INSTRUCTIONS TO FOLLOW: Looking at the records below, please work out how many lines contain the word "models" and give the number alone.

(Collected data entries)

━━━━━━━━━━━━━━━━━━━━━━━━━━━━━━

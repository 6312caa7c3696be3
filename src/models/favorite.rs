// src/models/favorite.rs
// DOCUMENTATION: Favorite place data structure
// PURPOSE: Snapshot of a third-party place saved by the user

use serde::{Deserialize, Serialize};

/// Favorite as stored by the backend
/// DOCUMENTATION: Keyed by the maps provider's place id; the other fields are
/// a snapshot taken when the favorite was added
#[derive(Debug, Clone, PartialEq, Serialize, Deserialize)]
#[serde(rename_all = "camelCase")]
pub struct Favorite {
    pub place_id: String,

    #[serde(default)]
    pub name: Option<String>,

    #[serde(default)]
    pub address: Option<String>,

    /// Maps provider photo reference
    #[serde(default)]
    pub photo_reference: Option<String>,

    #[serde(default)]
    pub rating: Option<f64>,

    #[serde(default)]
    pub open_now: Option<bool>,
}
// src/http/mod.rs
// DOCUMENTATION: HTTP module organization
// PURPOSE: Re-export request values, transports and the auth pipeline

pub mod auth_pipeline;
pub mod navigator;
pub mod request;
pub mod transport;

pub use auth_pipeline::*;
pub use navigator::*;
pub use request::*;
pub use transport::*;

━━━━━━━━━━━━━━━━━━━━━━━━━━━━━━

OUTPUT FOR THIS TASK: 2